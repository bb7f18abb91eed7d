// =============================================================================
// Lanes — independent per-symbol strategies sharing one snapshot stream
// =============================================================================
//
// Every lane exposes the same contract:
//   is_allowed(symbol, policy)   — permission + quarantine, no side effects
//   execute_tick(slot, ctx)      — advance one (lane, symbol) by one tick
//   get_risk_profile()           — sizing relative to the baseline core risk
//
// Lanes never hold per-symbol state themselves; the dispatcher owns one
// `LaneSlot` per (lane, symbol) and hands it in on every tick. Entry gates
// (permission, quarantine, guardrails) apply only while flat; an open
// position always runs its exit logic.
// =============================================================================

pub mod expansion;
pub mod result;
pub mod setup;
pub mod signal;
pub mod state;

pub use expansion::{ExpansionLane, ExpansionParams};
pub use result::{Decision, LaneResult};
pub use setup::{CostModel, EntryTrigger};
pub use signal::{SignalLane, SignalLaneParams};
pub use state::{LanePhase, LaneSlot, LaneState, Position};

use chrono::{DateTime, Utc};
use serde::{Deserialize, Serialize};

use crate::guardrails::{check_guardrails, GuardrailLedger, GuardrailLimits};
use crate::types::{PolicyState, SignalSnapshot};

// =============================================================================
// Lane identity
// =============================================================================

#[derive(Debug, Clone, Copy, PartialEq, Eq, Hash, PartialOrd, Ord, Serialize, Deserialize)]
#[serde(rename_all = "snake_case")]
pub enum LaneKind {
    Core,
    Expansion,
    Scalp,
    Exploration,
    Recovery,
}

impl LaneKind {
    pub const ALL: [LaneKind; 5] = [
        LaneKind::Core,
        LaneKind::Expansion,
        LaneKind::Scalp,
        LaneKind::Exploration,
        LaneKind::Recovery,
    ];

    pub fn as_str(self) -> &'static str {
        match self {
            Self::Core => "core",
            Self::Expansion => "expansion",
            Self::Scalp => "scalp",
            Self::Exploration => "exploration",
            Self::Recovery => "recovery",
        }
    }

    /// Policy flag that must be explicitly `true` before the lane may enter.
    /// The core lane needs none.
    pub fn permission_flag(self) -> Option<&'static str> {
        match self {
            Self::Core => None,
            Self::Expansion => Some("allow_expansion"),
            Self::Scalp => Some("allow_scalp"),
            Self::Exploration => Some("allow_exploration"),
            Self::Recovery => Some("allow_recovery"),
        }
    }

    pub fn quarantine_policy(self) -> QuarantinePolicy {
        match self {
            Self::Core | Self::Scalp => QuarantinePolicy::Block,
            Self::Expansion | Self::Exploration => QuarantinePolicy::Allow,
            Self::Recovery => QuarantinePolicy::Require,
        }
    }
}

impl std::fmt::Display for LaneKind {
    fn fmt(&self, f: &mut std::fmt::Formatter<'_>) -> std::fmt::Result {
        f.write_str(self.as_str())
    }
}

/// How a lane treats quarantined symbols.
#[derive(Debug, Clone, Copy, PartialEq, Eq, Serialize, Deserialize)]
#[serde(rename_all = "snake_case")]
pub enum QuarantinePolicy {
    /// Never trade a quarantined symbol.
    Block,
    /// Trade regardless (earn-back path).
    Allow,
    /// Trade only quarantined symbols.
    Require,
}

// =============================================================================
// Entry gate
// =============================================================================

/// Why an entry was refused before any setup logic ran.
#[derive(Debug, Clone, PartialEq, Eq)]
pub struct Blocked {
    pub reason: String,
    pub reason_key: String,
}

impl Blocked {
    fn new(reason: impl Into<String>, reason_key: impl Into<String>) -> Self {
        Self {
            reason: reason.into(),
            reason_key: reason_key.into(),
        }
    }

    pub fn into_result(self, lane: LaneKind, symbol: &str, at: DateTime<Utc>) -> LaneResult {
        LaneResult::skip(lane, symbol, at, self.reason, self.reason_key).with_tag("blocked")
    }
}

/// Permission and quarantine checks only.
pub fn check_access(lane: LaneKind, symbol: &str, policy: &PolicyState) -> Result<(), Blocked> {
    if let Some(flag) = lane.permission_flag() {
        if !policy.allows(flag) {
            return Err(Blocked::new("requires_explicit_allow_permission", "permission"));
        }
    }

    let quarantined = policy.is_quarantined(symbol);
    match lane.quarantine_policy() {
        QuarantinePolicy::Block if quarantined => Err(Blocked::new("symbol_quarantined", "quarantine")),
        QuarantinePolicy::Require if !quarantined => {
            Err(Blocked::new("requires_quarantined_symbol", "quarantine"))
        }
        _ => Ok(()),
    }
}

/// Full entry gate: permission, quarantine, then guardrails.
pub fn gate_entry(
    lane: LaneKind,
    limits: &GuardrailLimits,
    symbol: &str,
    policy: &PolicyState,
    ledger: &GuardrailLedger,
    now: DateTime<Utc>,
) -> Result<(), Blocked> {
    check_access(lane, symbol, policy)?;

    let verdict = check_guardrails(symbol, lane, now, ledger, limits);
    if !verdict.allowed {
        let key = verdict.reason_key.map(|k| k.as_str()).unwrap_or("guardrail");
        return Err(Blocked::new(verdict.reason, key));
    }
    Ok(())
}

// =============================================================================
// Tick context & risk profile
// =============================================================================

/// Read-only inputs for one (lane, symbol) tick.
#[derive(Debug, Clone, Copy)]
pub struct TickContext<'a> {
    pub snapshot: &'a SignalSnapshot,
    pub policy: &'a PolicyState,
    pub ledger: &'a GuardrailLedger,
    pub now: DateTime<Utc>,
}

#[derive(Debug, Clone, PartialEq, Serialize)]
pub struct RiskProfile {
    pub lane: LaneKind,
    /// Fraction of the baseline core risk.
    pub risk_multiplier: f64,
    pub baseline_risk_pct: f64,
    pub effective_risk_pct: f64,
    pub max_positions_per_symbol: u32,
    #[serde(skip_serializing_if = "Option::is_none")]
    pub permission_flag: Option<&'static str>,
    pub quarantine_policy: QuarantinePolicy,
}

impl RiskProfile {
    pub fn new(lane: LaneKind, risk_multiplier: f64, baseline_risk_pct: f64, max_positions_per_symbol: u32) -> Self {
        Self {
            lane,
            risk_multiplier,
            baseline_risk_pct,
            effective_risk_pct: risk_multiplier * baseline_risk_pct,
            max_positions_per_symbol,
            permission_flag: lane.permission_flag(),
            quarantine_policy: lane.quarantine_policy(),
        }
    }
}

// =============================================================================
// Lane
// =============================================================================

/// Closed set of lane implementations.
#[derive(Debug, Clone)]
pub enum Lane {
    Expansion(ExpansionLane),
    Signal(SignalLane),
}

impl Lane {
    pub fn kind(&self) -> LaneKind {
        match self {
            Self::Expansion(_) => LaneKind::Expansion,
            Self::Signal(lane) => lane.kind(),
        }
    }

    /// Whether the lane may open a new position on `symbol` under `policy`.
    /// Guardrails are time-dependent and are checked in `execute_tick`.
    pub fn is_allowed(&self, symbol: &str, policy: &PolicyState) -> bool {
        check_access(self.kind(), symbol, policy).is_ok()
    }

    pub fn execute_tick(&self, slot: &mut LaneSlot, ctx: &TickContext<'_>) -> LaneResult {
        match self {
            Self::Expansion(lane) => lane.execute_tick(slot, ctx),
            Self::Signal(lane) => lane.execute_tick(slot, ctx),
        }
    }

    pub fn get_risk_profile(&self) -> RiskProfile {
        match self {
            Self::Expansion(lane) => lane.risk_profile(),
            Self::Signal(lane) => lane.risk_profile(),
        }
    }
}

WORK ORDER — Your response should consist of the data above, duplicated exactly.

OUTPUT OF THE EXERCISE —
repository bb7f18abb91eed7d
// =============================================================================
// Lanes — independent per-symbol strategies sharing one snapshot stream
// =============================================================================
//
// Every lane exposes the same contract:
//   is_allowed(symbol, policy)   — permission + quarantine, no side effects
//   execute_tick(slot, ctx)      — advance one (lane, symbol) by one tick
//   get_risk_profile()           — sizing relative to the baseline core risk
//
// Lanes never hold per-symbol state themselves; the dispatcher owns one
// `LaneSlot` per (lane, symbol) and hands it in on every tick. Entry gates
// (permission, quarantine, guardrails) apply only while flat; an open
// position always runs its exit logic.
// =============================================================================

pub mod expansion;
pub mod result;
pub mod setup;
pub mod signal;
pub mod state;

pub use expansion::{ExpansionLane, ExpansionParams};
pub use result::{Decision, LaneResult};
pub use setup::{CostModel, EntryTrigger};
pub use signal::{SignalLane, SignalLaneParams};
pub use state::{LanePhase, LaneSlot, LaneState, Position};

use chrono::{DateTime, Utc};
use serde::{Deserialize, Serialize};

use crate::guardrails::{check_guardrails, GuardrailLedger, GuardrailLimits};
use crate::types::{PolicyState, SignalSnapshot};

// =============================================================================
// Lane identity
// =============================================================================

#[derive(Debug, Clone, Copy, PartialEq, Eq, Hash, PartialOrd, Ord, Serialize, Deserialize)]
#[serde(rename_all = "snake_case")]
pub enum LaneKind {
    Core,
    Expansion,
    Scalp,
    Exploration,
    Recovery,
}

impl LaneKind {
    pub const ALL: [LaneKind; 5] = [
        LaneKind::Core,
        LaneKind::Expansion,
        LaneKind::Scalp,
        LaneKind::Exploration,
        LaneKind::Recovery,
    ];

    pub fn as_str(self) -> &'static str {
        match self {
            Self::Core => "core",
            Self::Expansion => "expansion",
            Self::Scalp => "scalp",
            Self::Exploration => "exploration",
            Self::Recovery => "recovery",
        }
    }

    /// Policy flag that must be explicitly `true` before the lane may enter.
    /// The core lane needs none.
    pub fn permission_flag(self) -> Option<&'static str> {
        match self {
            Self::Core => None,
            Self::Expansion => Some("allow_expansion"),
            Self::Scalp => Some("allow_scalp"),
            Self::Exploration => Some("allow_exploration"),
            Self::Recovery => Some("allow_recovery"),
        }
    }

    pub fn quarantine_policy(self) -> QuarantinePolicy {
        match self {
            Self::Core | Self::Scalp => QuarantinePolicy::Block,
            Self::Expansion | Self::Exploration => QuarantinePolicy::Allow,
            Self::Recovery => QuarantinePolicy::Require,
        }
    }
}

impl std::fmt::Display for LaneKind {
    fn fmt(&self, f: &mut std::fmt::Formatter<'_>) -> std::fmt::Result {
        f.write_str(self.as_str())
    }
}

/// How a lane treats quarantined symbols.
#[derive(Debug, Clone, Copy, PartialEq, Eq, Serialize, Deserialize)]
#[serde(rename_all = "snake_case")]
pub enum QuarantinePolicy {
    /// Never trade a quarantined symbol.
    Block,
    /// Trade regardless (earn-back path).
    Allow,
    /// Trade only quarantined symbols.
    Require,
}

// =============================================================================
// Entry gate
// =============================================================================

/// Why an entry was refused before any setup logic ran.
#[derive(Debug, Clone, PartialEq, Eq)]
pub struct Blocked {
    pub reason: String,
    pub reason_key: String,
}

impl Blocked {
    fn new(reason: impl Into<String>, reason_key: impl Into<String>) -> Self {
        Self {
            reason: reason.into(),
            reason_key: reason_key.into(),
        }
    }

    pub fn into_result(self, lane: LaneKind, symbol: &str, at: DateTime<Utc>) -> LaneResult {
        LaneResult::skip(lane, symbol, at, self.reason, self.reason_key).with_tag("blocked")
    }
}

/// Permission and quarantine checks only.
pub fn check_access(lane: LaneKind, symbol: &str, policy: &PolicyState) -> Result<(), Blocked> {
    if let Some(flag) = lane.permission_flag() {
        if !policy.allows(flag) {
            return Err(Blocked::new("requires_explicit_allow_permission", "permission"));
        }
    }

    let quarantined = policy.is_quarantined(symbol);
    match lane.quarantine_policy() {
        QuarantinePolicy::Block if quarantined => Err(Blocked::new("symbol_quarantined", "quarantine")),
        QuarantinePolicy::Require if !quarantined => {
            Err(Blocked::new("requires_quarantined_symbol", "quarantine"))
        }
        _ => Ok(()),
    }
}

/// Full entry gate: permission, quarantine, then guardrails.
pub fn gate_entry(
    lane: LaneKind,
    limits: &GuardrailLimits,
    symbol: &str,
    policy: &PolicyState,
    ledger: &GuardrailLedger,
    now: DateTime<Utc>,
) -> Result<(), Blocked> {
    check_access(lane, symbol, policy)?;

    let verdict = check_guardrails(symbol, lane, now, ledger, limits);
    if !verdict.allowed {
        let key = verdict.reason_key.map(|k| k.as_str()).unwrap_or("guardrail");
        return Err(Blocked::new(verdict.reason, key));
    }
    Ok(())
}

// =============================================================================
// Tick context & risk profile
// =============================================================================

/// Read-only inputs for one (lane, symbol) tick.
#[derive(Debug, Clone, Copy)]
pub struct TickContext<'a> {
    pub snapshot: &'a SignalSnapshot,
    pub policy: &'a PolicyState,
    pub ledger: &'a GuardrailLedger,
    pub now: DateTime<Utc>,
}

#[derive(Debug, Clone, PartialEq, Serialize)]
pub struct RiskProfile {
    pub lane: LaneKind,
    /// Fraction of the baseline core risk.
    pub risk_multiplier: f64,
    pub baseline_risk_pct: f64,
    pub effective_risk_pct: f64,
    pub max_positions_per_symbol: u32,
    #[serde(skip_serializing_if = "Option::is_none")]
    pub permission_flag: Option<&'static str>,
    pub quarantine_policy: QuarantinePolicy,
}

impl RiskProfile {
    pub fn new(lane: LaneKind, risk_multiplier: f64, baseline_risk_pct: f64, max_positions_per_symbol: u32) -> Self {
        Self {
            lane,
            risk_multiplier,
            baseline_risk_pct,
            effective_risk_pct: risk_multiplier * baseline_risk_pct,
            max_positions_per_symbol,
            permission_flag: lane.permission_flag(),
            quarantine_policy: lane.quarantine_policy(),
        }
    }
}

// =============================================================================
// Lane
// =============================================================================

/// Closed set of lane implementations.
#[derive(Debug, Clone)]
pub enum Lane {
    Expansion(ExpansionLane),
    Signal(SignalLane),
}

impl Lane {
    pub fn kind(&self) -> LaneKind {
        match self {
            Self::Expansion(_) => LaneKind::Expansion,
            Self::Signal(lane) => lane.kind(),
        }
    }

    /// Whether the lane may open a new position on `symbol` under `policy`.
    /// Guardrails are time-dependent and are checked in `execute_tick`.
    pub fn is_allowed(&self, symbol: &str, policy: &PolicyState) -> bool {
        check_access(self.kind(), symbol, policy).is_ok()
    }

    pub fn execute_tick(&self, slot: &mut LaneSlot, ctx: &TickContext<'_>) -> LaneResult {
        match self {
            Self::Expansion(lane) => lane.execute_tick(slot, ctx),
            Self::Signal(lane) => lane.execute_tick(slot, ctx),
        }
    }

    pub fn get_risk_profile(&self) -> RiskProfile {
        match self {
            Self::Expansion(lane) => lane.risk_profile(),
            Self::Signal(lane) => lane.risk_profile(),
        }
    }
}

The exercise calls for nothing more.